* [ASSIGNED TASK]
Would you output, exactly as written, the line with "assert!(record.id.parse::<u32>().unwrap() < ID_UPPER_BOUND);" and all lines after it to the end of the data below, and no others?

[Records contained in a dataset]

+ + +

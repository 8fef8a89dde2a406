use rand::Rng;

/// Label used for records created by a url upload,
/// which land on every provider at once.
pub const MULTI_HOST: &str = "MultiHost";
pub const REMOTE_SIZE: &str = "N/A (Remote)";

const NAME_MAX_CHARS: usize = 50;
const ID_UPPER_BOUND: u32 = 1_000_000;

/// One row of the file manager.
///
/// Every field is display text; `date` is `YYYY-MM-DD`.
#[derive(Debug, Clone, PartialEq, Eq, serde::Serialize, serde::Deserialize)]
pub struct FileRecord {
	pub id: String,
	pub name: String,
	pub size: String,
	pub host: String,
	pub date: String,
	pub url: String,
}

impl FileRecord {
	fn sample(id: &str, name: &str, size: &str, host: &str, date: &str, url: &str) -> Self {
		Self {
			id: id.to_owned(),
			name: name.to_owned(),
			size: size.to_owned(),
			host: host.to_owned(),
			date: date.to_owned(),
			url: url.to_owned(),
		}
	}
}

/// In-memory file list. Insertion order is display order.
#[derive(Debug, Clone, Default)]
pub struct FileStore {
	records: Vec<FileRecord>,
}

impl FileStore {
	pub fn new() -> Self {
		Self::default()
	}

	/// Store with the three sample files the dashboard starts with.
	pub fn seeded() -> Self {
		Self {
			records: vec![
				FileRecord::sample(
					"1a2b3c",
					"[Sample] One Fine Week S1E01.mp4",
					"150.5 MB",
					"RPMShare",
					"2024-10-31",
					"https://playlinkhub.rpmvid.com/#a1b2c3d4e5f6g7h8",
				),
				FileRecord::sample(
					"4d5e6f",
					"[Sample] Two Weeks - Episode 02.mkv",
					"312.8 MB",
					"Abyss",
					"2024-10-30",
					"https://abyss.to/embed/x9y8z7a6b5c4d3e2",
				),
				FileRecord::sample(
					"7g8h9i",
					"Movie Title HD.mov",
					"1.2 GB",
					"StreamHG",
					"2024-10-29",
					"https://streamhg.com/v/q9w8e7r6t5y4u3i2",
				),
			],
		}
	}

	pub fn records(&self) -> &[FileRecord] {
		&self.records
	}

	pub fn len(&self) -> usize {
		self.records.len()
	}

	pub fn is_empty(&self) -> bool {
		self.records.is_empty()
	}

	pub fn contains(&self, id: &str) -> bool {
		self.records.iter().any(|x| x.id == id)
	}

	pub fn push(&mut self, record: FileRecord) {
		self.records.push(record);
	}

	/// Removes the record with the given id, keeping the order of the rest.
	pub fn remove(&mut self, id: &str) -> Option<FileRecord> {
		let index = self.records.iter().position(|x| x.id == id)?;
		Some(self.records.remove(index))
	}

	/// Random decimal id below one million that no record uses yet.
	pub fn fresh_id(&self, rng: &mut impl Rng) -> String {
		loop {
			let id = rng.gen_range(0..ID_UPPER_BOUND).to_string();
			if !self.contains(&id) {
				return id;
			}
		}
	}

	/// Appends a record for a finished url upload and returns it.
	pub fn push_remote(&mut self, source_url: &str, play_url: &str) -> FileRecord {
		let record = FileRecord {
			id: self.fresh_id(&mut rand::thread_rng()),
			name: display_name(source_url),
			size: REMOTE_SIZE.to_owned(),
			host: MULTI_HOST.to_owned(),
			date: time::OffsetDateTime::now_utc().date().to_string(),
			url: play_url.to_owned(),
		};
		self.records.push(record.clone());
		record
	}

	/// Number of records per host, in order of first appearance.
	pub fn host_counts(&self) -> Vec<(&str, usize)> {
		let mut counts: Vec<(&str, usize)> = Vec::new();
		for record in &self.records {
			match counts.iter_mut().find(|(host, _)| *host == record.host) {
				Some((_, n)) => *n += 1,
				None => counts.push((record.host.as_str(), 1)),
			}
		}
		counts
	}
}

/// File name shown for a remote upload: the last path segment of the url,
/// cut to 50 characters.
pub fn display_name(url: &str) -> String {
	let name = match url.rsplit_once('/') {
		Some((_, tail)) if !tail.is_empty() => tail,
		_ => url,
	};
	truncate(name, NAME_MAX_CHARS)
}

fn truncate(text: &str, max_chars: usize) -> String {
	if text.chars().count() <= max_chars {
		return text.to_owned();
	}
	let mut short: String = text.chars().take(max_chars - 3).collect();
	short.push_str("...");
	short
}

#[cfg(test)]
mod tests {
	use rand::{rngs::StdRng, SeedableRng};

	use super::*;

	fn ids(store: &FileStore) -> Vec<&str> {
		store.records().iter().map(|x| x.id.as_str()).collect()
	}

	#[test]
	fn seed_has_three_records_in_order() {
		let store = FileStore::seeded();
		assert_eq!(ids(&store), ["1a2b3c", "4d5e6f", "7g8h9i"]);
	}

	#[test]
	fn removing_first_seed_keeps_the_rest_in_order() {
		let mut store = FileStore::seeded();
		let removed = store.remove("1a2b3c").unwrap();
		assert_eq!(removed.name, "[Sample] One Fine Week S1E01.mp4");
		assert_eq!(store.len(), 2);
		assert_eq!(ids(&store), ["4d5e6f", "7g8h9i"]);
	}

	#[test]
	fn removing_middle_record_keeps_order() {
		let mut store = FileStore::seeded();
		store.remove("4d5e6f").unwrap();
		assert_eq!(ids(&store), ["1a2b3c", "7g8h9i"]);
	}

	#[test]
	fn removing_unknown_id_is_a_noop() {
		let mut store = FileStore::seeded();
		assert!(store.remove("nope").is_none());
		assert_eq!(store.len(), 3);
	}

	#[test]
	fn push_remote_appends_at_the_end() {
		let mut store = FileStore::seeded();
		let record = store.push_remote(
			"https://example.com/videos/clip.mp4",
			"https://playlinkhub.rpmvid.com/#0011223344556677",
		);
		assert_eq!(store.records().last(), Some(&record));
		assert_eq!(record.name, "clip.mp4");
		assert_eq!(record.host, MULTI_HOST);
		assert_eq!(record.size, REMOTE_SIZE);
		assert_eq!(record.url, "https://playlinkhub.rpmvid.com/#0011223344556677");
		assert_eq!(record.date.len(), 10);
		assert!(record.id.parse::<u32>().unwrap() < ID_UPPER_BOUND);
	}

	#[test]
	fn fresh_id_skips_taken_ids() {
		let mut store = FileStore::new();
		let first = store.fresh_id(&mut StdRng::seed_from_u64(7));
		store.push(FileRecord::sample(&first, "a", "", "", "", ""));
		let second = store.fresh_id(&mut StdRng::seed_from_u64(7));
		assert_ne!(first, second);
	}

	#[test]
	fn long_names_are_truncated() {
		let long = format!("https://example.com/{}.mp4", "a".repeat(60));
		let name = display_name(&long);
		assert_eq!(name.chars().count(), 50);
		assert!(name.ends_with("..."));
		assert_eq!(&name[..47], &"a".repeat(47));
	}

	#[test]
	fn fifty_char_name_is_kept() {
		let exact = "b".repeat(50);
		assert_eq!(display_name(&format!("https://example.com/{exact}")), exact);
	}

	#[test]
	fn trailing_slash_uses_whole_url() {
		assert_eq!(display_name("https://example.com/"), "https://example.com/");
	}

	#[test]
	fn host_counts_group_by_host() {
		let mut store = FileStore::seeded();
		store.push_remote("https://a.b/c.mp4", "x");
		store.push_remote("https://a.b/d.mp4", "y");
		assert_eq!(
			store.host_counts(),
			[("RPMShare", 1), ("Abyss", 1), ("StreamHG", 1), (MULTI_HOST, 2)]
		);
	}
}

+ + +

* [FINISHED EXERCISE]
		assert!(record.id.parse::<u32>().unwrap() < ID_UPPER_BOUND);
	}

	#[test]
	fn fresh_id_skips_taken_ids() {
		let mut store = FileStore::new();
		let first = store.fresh_id(&mut StdRng::seed_from_u64(7));
		store.push(FileRecord::sample(&first, "a", "", "", "", ""));
		let second = store.fresh_id(&mut StdRng::seed_from_u64(7));
		assert_ne!(first, second);
	}

	#[test]
	fn long_names_are_truncated() {
		let long = format!("https://example.com/{}.mp4", "a".repeat(60));
		let name = display_name(&long);
		assert_eq!(name.chars().count(), 50);
		assert!(name.ends_with("..."));
		assert_eq!(&name[..47], &"a".repeat(47));
	}

	#[test]
	fn fifty_char_name_is_kept() {
		let exact = "b".repeat(50);
		assert_eq!(display_name(&format!("https://example.com/{exact}")), exact);
	}

	#[test]
	fn trailing_slash_uses_whole_url() {
		assert_eq!(display_name("https://example.com/"), "https://example.com/");
	}

	#[test]
	fn host_counts_group_by_host() {
		let mut store = FileStore::seeded();
		store.push_remote("https://a.b/c.mp4", "x");
		store.push_remote("https://a.b/d.mp4", "y");
		assert_eq!(
			store.host_counts(),
			[("RPMShare", 1), ("Abyss", 1), ("StreamHG", 1), (MULTI_HOST, 2)]
		);
	}
}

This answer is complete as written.